**EXERCISE AIM**
Within the listing that follows, state how many lines include the word "exit"; write only that number.

--- DATA ---

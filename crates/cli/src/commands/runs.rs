use anyhow::{Context, Result};
use protoscope_core::db::{BuildRecord, LaunchRecord};
use serde::Serialize;

use crate::commands::{open_context, parse_pass};

#[derive(Serialize)]
pub struct RunsSnapshot {
    pub launches: Vec<LaunchRecord>,
    pub builds: Vec<BuildRecord>,
}

/// List recorded launches (optionally for one pass) and builds.
pub fn runs_command(root: &str, pass: Option<&str>, json: bool) -> Result<()> {
    let pass = pass.map(parse_pass).transpose()?;
    let ctx = open_context(root)?;
    let pass_name = pass.map(|p| p.to_string());
    let launches = ctx.db.list_launches(pass_name.as_deref()).context("Failed to list launches")?;
    let builds: Vec<BuildRecord> = ctx
        .db
        .list_builds()
        .context("Failed to list builds")?
        .into_iter()
        .filter(|b| pass_name.as_deref().map_or(true, |p| b.pass == p))
        .collect();

    if json {
        let serialized = serde_json::to_string_pretty(&RunsSnapshot { launches, builds })?;
        println!("{}", serialized);
        return Ok(());
    }

    println!("Launches:");
    if launches.is_empty() {
        println!("(none)");
    }
    for run in &launches {
        let exit = run.exit_code.map_or_else(|| "signal".to_string(), |c| c.to_string());
        println!(
            "- [{}] {} {} -> {} (exit: {}, {} ms)",
            run.started_at, run.pass, run.binary, run.results_path, exit, run.duration_ms
        );
    }

    println!("Builds:");
    if builds.is_empty() {
        println!("(none)");
    }
    for build in &builds {
        println!("- [{}] {} {}: {}", build.finished_at, build.pass, build.variant, build.outcome);
    }

    Ok(())
}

---

**RESPONSE BOX**
3